As the United States of America marks its 244th birthday today, it’s a good time to look at the state of this nation.

The US was the first modern constitutional democracy, just shy of 26 years earlier than second-place Norway. That’s a terrific achievement that makes many Americans proud–including me. But the founders of this country were White, male property owners, some of whom saw human beings as part of their property. And the democracy they created was an unequal one that gave voting rights only to White, male property owners. It took all the way until the Voting Rights Act of 1965 to extend that franchise all the way down to Black women in all parts of the segregated South.

Americans think of ourselves as a “can-do” people. Over the course of its history, the US has often been in the vanguard, with the rest of the world playing catch-up later. The US was especially good at technology, pioneering innovations ranging from the interchangeable parts that made mass production possible to the amazing moon missions that took less than seven years from JFK’s speech at Rice University to Neil Armstrong’s “giant leap for mankind” as he became the first person ever to set foot on the lunar surface, to enormous leadership in green energy from the 1970s into the 1990s.

And Americans often see ourselves as the greatest country in the world. In many ways,  that image is correct. We have amazing natural and scenic resources, a wide diversity of people, cultures, ecosystems, and more. We are very resilient, even scrappy at times. We have a democracy that has not only lasted but expanded. We’ve birthed may popular movements for justice and liberation, and experiments in new ways to form community, that went around the world.

As one example, it’s hard to imagine the LGBT movement globally without the strength of that movement in the US starting in 1969 with Stonewall. Stonewall didn’t magically spring up out of nowhere. Little-known homosexual-rights advocacy groups like the Mattachine Society (for men) and Daughters of Bilitis (for women) had been around since the 1950s. The Gray Panthers, founded in Philadelphia, took on agism. Disability activists pushed through the Americans with Disabilities Act.
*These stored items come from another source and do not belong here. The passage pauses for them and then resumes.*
// Copyright (c) Meta Platforms, Inc. and affiliates.
//
// This source code is dual-licensed under either the MIT license found in the
// LICENSE-MIT file in the root directory of this source tree or the Apache
// License, Version 2.0 found in the LICENSE-APACHE file in the root directory
// of this source tree. You may select, at your option, one of the above-listed licenses.

//! Backing-store abstractions for encrypted bucket storage.
//!
//! The controller consumes storage through the [`BucketStore`] capability
//! trait and never assumes a concrete backend. Two backends are provided: a
//! plain in-memory store that authenticates every bucket with a keyed MAC,
//! and a level-caching decorator that keeps the hottest (topmost) buckets in
//! memory. Because nodes are numbered in level order, the top levels of the
//! heap are exactly a prefix of the address space, so the cache is a prefix
//! cache.

use crate::header::{digests_match, new_keyed_digest};
use crate::{NodeAddress, OramError, DIGEST_LEN};
use hmac::Mac;
use rand::{CryptoRng, RngCore};

/// The length in bytes of the symmetric key generated for new stores.
pub const STORE_KEY_LEN: usize = 32;

/// A capability interface over addressable fixed-size bucket storage with an
/// opaque header region and a symmetric key.
pub trait BucketStore {
    /// Sizes the store to hold `bucket_count` buckets of `bucket_size` bytes
    /// each, discarding any previous bucket contents.
    fn allocate(&mut self, bucket_count: u64, bucket_size: usize) -> Result<(), OramError>;

    /// The number of buckets the store holds.
    fn bucket_count(&self) -> u64;

    /// The size in bytes of each bucket.
    fn bucket_size(&self) -> usize;

    /// The store's symmetric key material, treated as an opaque byte string.
    fn key(&self) -> &[u8];

    /// Reads the opaque header region.
    fn header_data(&self) -> Result<Vec<u8>, OramError>;

    /// Replaces the opaque header region.
    fn set_header_data(&mut self, data: &[u8]) -> Result<(), OramError>;

    /// Reads the bucket at `node`.
    fn get_bucket(&mut self, node: NodeAddress) -> Result<Vec<u8>, OramError>;

    /// Writes the bucket at `node`.
    fn put_bucket(&mut self, node: NodeAddress, bytes: &[u8]) -> Result<(), OramError>;

    /// The total number of bytes written to the store so far.
    fn bytes_sent(&self) -> u64;

    /// The total number of bytes read from the store so far.
    fn bytes_received(&self) -> u64;

    /// Closes the store. Idempotent; all later bucket and header operations
    /// fail.
    fn close(&mut self) -> Result<(), OramError>;
}

fn closed_store_error() -> OramError {
    OramError::Io(std::io::Error::new(
        std::io::ErrorKind::NotConnected,
        "bucket store is closed",
    ))
}

/// An in-memory bucket store.
///
/// Each bucket is authenticated with an HMAC keyed by the store key and bound
/// to its node address, standing in for the authenticated-encryption layer a
/// production backing store would provide: a flipped bucket byte (or a bucket
/// swapped to another address) is detected on the next read of that bucket.
#[derive(Debug)]
pub struct MemoryBucketStore {
    key: Vec<u8>,
    bucket_size: usize,
    buckets: Vec<Option<Vec<u8>>>,
    macs: Vec<[u8; DIGEST_LEN]>,
    header: Vec<u8>,
    bytes_sent: u64,
    bytes_received: u64,
    bucket_reads: u64,
    bucket_writes: u64,
    closed: bool,
}

impl MemoryBucketStore {
    /// Returns an unallocated store with a freshly generated random key.
    pub fn new<R: RngCore + CryptoRng>(rng: &mut R) -> Self {
        let mut key = vec![0u8; STORE_KEY_LEN];
        rng.fill_bytes(&mut key);
        Self::with_key(key)
    }

    /// Returns an unallocated store using the given key material.
    pub fn with_key(key: Vec<u8>) -> Self {
        Self {
            key,
            bucket_size: 0,
            buckets: Vec::new(),
            macs: Vec::new(),
            header: Vec::new(),
            bytes_sent: 0,
            bytes_received: 0,
            bucket_reads: 0,
            bucket_writes: 0,
            closed: false,
        }
    }

    /// The number of bucket reads served so far.
    pub fn bucket_reads(&self) -> u64 {
        self.bucket_reads
    }

    /// The number of bucket writes accepted so far.
    pub fn bucket_writes(&self) -> u64 {
        self.bucket_writes
    }

    /// Returns whether the store has been closed.
    pub fn is_closed(&self) -> bool {
        self.closed
    }

    fn ensure_open(&self) -> Result<(), OramError> {
        if self.closed {
            return Err(closed_store_error());
        }
        Ok(())
    }

    fn bucket_mac(&self, node: NodeAddress, bytes: &[u8]) -> Result<[u8; DIGEST_LEN], OramError> {
        let mut mac = new_keyed_digest(&self.key)?;
        mac.update(&node.to_le_bytes());
        mac.update(bytes);
        let mut out = [0u8; DIGEST_LEN];
        out.copy_from_slice(&mac.finalize().into_bytes());
        Ok(out)
    }

    #[cfg(test)]
    pub(crate) fn reopen(&mut self) {
        self.closed = false;
    }

    #[cfg(test)]
    pub(crate) fn flip_bucket_byte(&mut self, node: NodeAddress, index: usize) {
        if let Some(bucket) = self.buckets[node as usize].as_mut() {
            bucket[index] ^= 0xff;
        }
    }

    #[cfg(test)]
    pub(crate) fn flip_header_byte(&mut self, index: usize) {
        self.header[index] ^= 0xff;
    }
}

impl BucketStore for MemoryBucketStore {
    fn allocate(&mut self, bucket_count: u64, bucket_size: usize) -> Result<(), OramError> {
        self.ensure_open()?;
        let count = usize::try_from(bucket_count)?;
        self.bucket_size = bucket_size;
        self.buckets = vec![None; count];
        self.macs = vec![[0u8; DIGEST_LEN]; count];
        Ok(())
    }

    fn bucket_count(&self) -> u64 {
        self.buckets.len() as u64
    }

    fn bucket_size(&self) -> usize {
        self.bucket_size
    }

    fn key(&self) -> &[u8] {
        &self.key
    }

    fn header_data(&self) -> Result<Vec<u8>, OramError> {
        self.ensure_open()?;
        Ok(self.header.clone())
    }

    fn set_header_data(&mut self, data: &[u8]) -> Result<(), OramError> {
        self.ensure_open()?;
        self.header = data.to_vec();
        self.bytes_sent += data.len() as u64;
        Ok(())
    }

    fn get_bucket(&mut self, node: NodeAddress) -> Result<Vec<u8>, OramError> {
        self.ensure_open()?;
        log::debug!("Physical read -- {}", node);
        let index = usize::try_from(node)?;
        let bucket = self
            .buckets
            .get(index)
            .ok_or(OramError::BucketOutOfRange(node))?
            .as_ref()
            .ok_or_else(|| {
                OramError::Io(std::io::Error::new(
                    std::io::ErrorKind::InvalidData,
                    "bucket has never been written",
                ))
            })?;
        let expected = self.bucket_mac(node, bucket)?;
        if !digests_match(&expected, &self.macs[index]) {
            return Err(OramError::IntegrityCheckFailed { region: "bucket" });
        }
        self.bucket_reads += 1;
        self.bytes_received += bucket.len() as u64;
        Ok(bucket.clone())
    }

    fn put_bucket(&mut self, node: NodeAddress, bytes: &[u8]) -> Result<(), OramError> {
        self.ensure_open()?;
        log::debug!("Physical write -- {}", node);
        let index = usize::try_from(node)?;
        if index >= self.buckets.len() {
            return Err(OramError::BucketOutOfRange(node));
        }
        if bytes.len() != self.bucket_size {
            return Err(OramError::ConsistencyViolation(
                "bucket write length does not match the store's bucket size",
            ));
        }
        self.macs[index] = self.bucket_mac(node, bytes)?;
        self.buckets[index] = Some(bytes.to_vec());
        self.bucket_writes += 1;
        self.bytes_sent += bytes.len() as u64;
        Ok(())
    }

    fn bytes_sent(&self) -> u64 {
        self.bytes_sent
    }

    fn bytes_received(&self) -> u64 {
        self.bytes_received
    }

    fn close(&mut self) -> Result<(), OramError> {
        self.closed = true;
        Ok(())
    }
}

/// A level-caching decorator over another [`BucketStore`].
///
/// Buckets with addresses below the cache boundary (the topmost levels of the
/// heap) are served from memory and written back to the inner store when the
/// decorator is closed. The byte counters report only traffic that reaches
/// the inner store.
#[derive(Debug)]
pub struct CachingBucketStore<S> {
    inner: S,
    cached_buckets: u64,
    cache: Vec<Option<Vec<u8>>>,
    dirty: Vec<bool>,
}

impl<S: BucketStore> CachingBucketStore<S> {
    /// Wraps `inner`, caching the first `cached_buckets` bucket addresses.
    ///
    /// With level-order node numbering, caching the first
    /// `(base^levels - 1) / (base - 1)` addresses caches the top `levels`
    /// levels of the heap.
    pub fn new(inner: S, cached_buckets: u64) -> Result<Self, OramError> {
        let mut store = Self {
            inner,
            cached_buckets,
            cache: Vec::new(),
            dirty: Vec::new(),
        };
        store.resize_cache()?;
        Ok(store)
    }

    /// A view of the wrapped store.
    pub fn inner(&self) -> &S {
        &self.inner
    }

    /// Discards the cache and returns the wrapped store.
    pub fn into_inner(self) -> S {
        self.inner
    }

    #[cfg(test)]
    pub(crate) fn inner_mut(&mut self) -> &mut S {
        &mut self.inner
    }

    fn resize_cache(&mut self) -> Result<(), OramError> {
        let len = usize::try_from(self.cached_buckets.min(self.inner.bucket_count()))?;
        self.cache = vec![None; len];
        self.dirty = vec![false; len];
        Ok(())
    }

    fn flush(&mut self) -> Result<(), OramError> {
        for index in 0..self.cache.len() {
            if self.dirty[index] {
                if let Some(bytes) = &self.cache[index] {
                    self.inner.put_bucket(index as NodeAddress, bytes)?;
                }
                self.dirty[index] = false;
            }
        }
        Ok(())
    }
}

impl<S: BucketStore> BucketStore for CachingBucketStore<S> {
    fn allocate(&mut self, bucket_count: u64, bucket_size: usize) -> Result<(), OramError> {
        self.inner.allocate(bucket_count, bucket_size)?;
        self.resize_cache()
    }

    fn bucket_count(&self) -> u64 {
        self.inner.bucket_count()
    }

    fn bucket_size(&self) -> usize {
        self.inner.bucket_size()
    }

    fn key(&self) -> &[u8] {
        self.inner.key()
    }

    fn header_data(&self) -> Result<Vec<u8>, OramError> {
        self.inner.header_data()
    }

    fn set_header_data(&mut self, data: &[u8]) -> Result<(), OramError> {
        self.inner.set_header_data(data)
    }

    fn get_bucket(&mut self, node: NodeAddress) -> Result<Vec<u8>, OramError> {
        let index = usize::try_from(node)?;
        if index < self.cache.len() {
            if let Some(bytes) = &self.cache[index] {
                return Ok(bytes.clone());
            }
            let bytes = self.inner.get_bucket(node)?;
            self.cache[index] = Some(bytes.clone());
            return Ok(bytes);
        }
        self.inner.get_bucket(node)
    }

    fn put_bucket(&mut self, node: NodeAddress, bytes: &[u8]) -> Result<(), OramError> {
        let index = usize::try_from(node)?;
        if index < self.cache.len() {
            if bytes.len() != self.inner.bucket_size() {
                return Err(OramError::ConsistencyViolation(
                    "bucket write length does not match the store's bucket size",
                ));
            }
            self.cache[index] = Some(bytes.to_vec());
            self.dirty[index] = true;
            return Ok(());
        }
        self.inner.put_bucket(node, bytes)
    }

    fn bytes_sent(&self) -> u64 {
        self.inner.bytes_sent()
    }

    fn bytes_received(&self) -> u64 {
        self.inner.bytes_received()
    }

    fn close(&mut self) -> Result<(), OramError> {
        // The inner store must end up closed even if the write-back fails.
        let flush_result = self.flush();
        let close_result = self.inner.close();
        flush_result.and(close_result)
    }
}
But we also lead in many areas where leading isn’t a good thing. 73 percent of US homicides involve a firearm, and per capita firearms ownership is more than twice the number of #2 Yemen. The US is the only country to have more guns than people. We have the highest healthcare costs in the world but far from the best outcomes. And of course, new cases of Coronavirus are raging in the US, while Europe and Asia have done a much better job on control.

And despite the perception of American exceptionalism–that we’re a beacon to the rest of the world–there are many areas where the US is far, far below “the best in the world.” This could be a much longer list, but here are a few examples:

The US has enabled an enormous transfer of wealth from middle-class and working-class people to the 1 Percent. People of color have faced numerous additional institutional barriers to participating in that wealth.
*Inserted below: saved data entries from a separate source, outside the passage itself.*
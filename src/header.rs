// Copyright (c) Meta Platforms, Inc. and affiliates.
//
// This source code is dual-licensed under either the MIT license found in the
// LICENSE-MIT file in the root directory of this source tree or the Apache
// License, Version 2.0 found in the LICENSE-APACHE file in the root directory
// of this source tree. You may select, at your option, one of the above-listed licenses.

//! The persisted store header and its keyed integrity digests.
//!
//! The controller-owned portion of the header records the heap geometry, the
//! block count, HMAC-SHA-256 digests of the stash and position map, and the
//! serialized stash and position map themselves. Caller-supplied header bytes
//! follow as an opaque trailer and are never touched by the controller.
//!
//! Layout, in order (integers little-endian `u64`):
//! `block_count | block_size | bucket_capacity | heap_base | height |
//! stash_digest | position_map_digest | position map entries |
//! stash_len | stash entries (id, block bytes) | caller bytes`.

use crate::position_map::PositionMap;
use crate::stash::Stash;
use crate::{BlockSize, BucketCapacity, NodeAddress, OramError, TreeHeight, DIGEST_LEN};
use hmac::{Hmac, Mac};
use sha2::Sha256;

pub(crate) type HmacSha256 = Hmac<Sha256>;

/// The byte fed into the stash digest in place of entries when the stash is
/// empty, so that "empty stash" has a well-defined digest.
const STASH_EMPTY_SENTINEL: u8 = 0;

/// The fixed-width prefix of the header: five `u64` fields and two digests.
const FIXED_FIELDS_LEN: usize = 5 * 8 + 2 * DIGEST_LEN;

pub(crate) fn new_keyed_digest(key: &[u8]) -> Result<HmacSha256, OramError> {
    // HMAC accepts keys of any length; this fails only on an unusable key
    // object, which we surface as a configuration problem.
    HmacSha256::new_from_slice(key).map_err(|_| OramError::InvalidConfiguration {
        reason: "store key is not usable as digest key material",
    })
}

fn finalize_digest(mac: HmacSha256) -> [u8; DIGEST_LEN] {
    let mut digest = [0u8; DIGEST_LEN];
    digest.copy_from_slice(&mac.finalize().into_bytes());
    digest
}

/// Computes the keyed digest of the stash: `(id, block bytes)` pairs in
/// ascending id order, or the empty sentinel byte for an empty stash.
pub fn stash_digest(key: &[u8], stash: &Stash) -> Result<[u8; DIGEST_LEN], OramError> {
    let mut mac = new_keyed_digest(key)?;
    if stash.is_empty() {
        mac.update(&[STASH_EMPTY_SENTINEL]);
    } else {
        for (id, bytes) in stash.iter() {
            mac.update(&id.to_le_bytes());
            mac.update(bytes);
        }
    }
    Ok(finalize_digest(mac))
}

/// Computes the keyed digest of the position map: every entry's node address
/// in id order.
pub fn position_map_digest(
    key: &[u8],
    position_map: &PositionMap,
) -> Result<[u8; DIGEST_LEN], OramError> {
    let mut mac = new_keyed_digest(key)?;
    for &leaf in position_map.entries() {
        mac.update(&leaf.to_le_bytes());
    }
    Ok(finalize_digest(mac))
}

/// Compares two digests in constant time.
pub(crate) fn digests_match(a: &[u8; DIGEST_LEN], b: &[u8; DIGEST_LEN]) -> bool {
    use subtle::ConstantTimeEq;
    a.ct_eq(b).into()
}

/// The controller-owned header fields.
#[derive(Clone, Debug, PartialEq, Eq)]
pub struct StoreHeader {
    /// The number of logical blocks stored by the ORAM.
    pub block_count: u64,
    /// The size of each block in bytes.
    pub block_size: BlockSize,
    /// The number of block slots per bucket.
    pub bucket_capacity: BucketCapacity,
    /// The branching factor of the heap.
    pub heap_base: u64,
    /// The height of the heap.
    pub height: TreeHeight,
    /// The keyed digest of the stash at the last header write.
    pub stash_digest: [u8; DIGEST_LEN],
    /// The keyed digest of the position map at the last header write.
    pub position_map_digest: [u8; DIGEST_LEN],
    /// Opaque caller-supplied header bytes.
    pub caller_data: Vec<u8>,
}

impl StoreHeader {
    /// Serializes the header together with the position map and stash it
    /// digests.
    pub fn encode(&self, position_map: &PositionMap, stash: &Stash) -> Result<Vec<u8>, OramError> {
        let position_map_len = position_map.len() * 8;
        let stash_len = stash.len() * (8 + self.block_size);
        let mut out = Vec::with_capacity(
            FIXED_FIELDS_LEN + position_map_len + 8 + stash_len + self.caller_data.len(),
        );

        out.extend_from_slice(&self.block_count.to_le_bytes());
        out.extend_from_slice(&u64::try_from(self.block_size)?.to_le_bytes());
        out.extend_from_slice(&u64::try_from(self.bucket_capacity)?.to_le_bytes());
        out.extend_from_slice(&self.heap_base.to_le_bytes());
        out.extend_from_slice(&u64::from(self.height).to_le_bytes());
        out.extend_from_slice(&self.stash_digest);
        out.extend_from_slice(&self.position_map_digest);

        for &leaf in position_map.entries() {
            out.extend_from_slice(&leaf.to_le_bytes());
        }

        out.extend_from_slice(&u64::try_from(stash.len())?.to_le_bytes());
        for (id, bytes) in stash.iter() {
            debug_assert_eq!(bytes.len(), self.block_size);
            out.extend_from_slice(&id.to_le_bytes());
            out.extend_from_slice(bytes);
        }

        out.extend_from_slice(&self.caller_data);
        Ok(out)
    }

    /// Parses a header region, reconstructing the position map and stash.
    ///
    /// # Errors
    ///
    /// Returns a `MalformedHeader` error if the region is truncated or its
    /// fields are internally inconsistent. Digest verification is the
    /// caller's responsibility.
    pub fn parse(bytes: &[u8]) -> Result<(Self, PositionMap, Stash), OramError> {
        let mut cursor = HeaderCursor::new(bytes);

        let block_count = cursor.read_u64()?;
        let block_size = usize::try_from(cursor.read_u64()?)?;
        let bucket_capacity = usize::try_from(cursor.read_u64()?)?;
        let heap_base = cursor.read_u64()?;
        let height = TreeHeight::try_from(cursor.read_u64()?)
            .map_err(|_| OramError::MalformedHeader("height field out of range"))?;
        let stash_digest = cursor.read_digest()?;
        let position_map_digest = cursor.read_digest()?;

        // Length fields are untrusted until the digests verify; bound them by
        // the bytes actually present before allocating anything.
        let entry_count = usize::try_from(block_count)?;
        if entry_count > cursor.remaining() / 8 {
            return Err(OramError::MalformedHeader(
                "position map length exceeds header region",
            ));
        }
        let mut positions: Vec<NodeAddress> = Vec::with_capacity(entry_count);
        for _ in 0..entry_count {
            positions.push(cursor.read_u64()?);
        }
        let position_map = PositionMap::from_entries(positions);

        let stash_len = usize::try_from(cursor.read_u64()?)?;
        let stash_entry_bytes = block_size
            .checked_add(8)
            .ok_or(OramError::MalformedHeader("block size field out of range"))?;
        if stash_len > cursor.remaining() / stash_entry_bytes {
            return Err(OramError::MalformedHeader(
                "stash length exceeds header region",
            ));
        }
        let mut stash = Stash::new();
        for _ in 0..stash_len {
            let id = cursor.read_u64()?;
            let payload = cursor.read_exact(block_size)?.to_vec();
            stash
                .insert(id, payload)
                .map_err(|_| OramError::MalformedHeader("duplicate stash entry"))?;
        }

        let caller_data = cursor.rest().to_vec();

        let header = Self {
            block_count,
            block_size,
            bucket_capacity,
            heap_base,
            height,
            stash_digest,
            position_map_digest,
            caller_data,
        };
        Ok((header, position_map, stash))
    }
}

struct HeaderCursor<'a> {
    bytes: &'a [u8],
}

impl<'a> HeaderCursor<'a> {
    fn new(bytes: &'a [u8]) -> Self {
        Self { bytes }
    }

    fn read_exact(&mut self, len: usize) -> Result<&'a [u8], OramError> {
        if self.bytes.len() < len {
            return Err(OramError::MalformedHeader("truncated header region"));
        }
        let (taken, rest) = self.bytes.split_at(len);
        self.bytes = rest;
        Ok(taken)
    }

    fn read_u64(&mut self) -> Result<u64, OramError> {
        let mut field = [0u8; 8];
        field.copy_from_slice(self.read_exact(8)?);
        Ok(u64::from_le_bytes(field))
    }

    fn read_digest(&mut self) -> Result<[u8; DIGEST_LEN], OramError> {
        let mut digest = [0u8; DIGEST_LEN];
        digest.copy_from_slice(self.read_exact(DIGEST_LEN)?);
        Ok(digest)
    }

    fn remaining(&self) -> usize {
        self.bytes.len()
    }

    fn rest(&self) -> &'a [u8] {
        self.bytes
    }
}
The US has also been a hotbed of hatred, where for centuries, people have been attacked and often killed for their real or perceived skin color, religion, ethnicity, sexual orientation, and other factors. The FBI’s most recent statistics, for 2018, document 7,120 hate crime incidents (this list taken verbatim from the site):

  • 59.5 percent stemmed from a race/ethnicity/ancestry bias.
  • 18.6 percent were motivated by religious bias.
  • 16.9 percent resulted from sexual-orientation bias.
  • 2.2 percent stemmed from gender-identity bias.
  • 2.1 percent resulted from bias against disabilities.
  • 0.7 percent (58 offenses) were prompted by gender bias.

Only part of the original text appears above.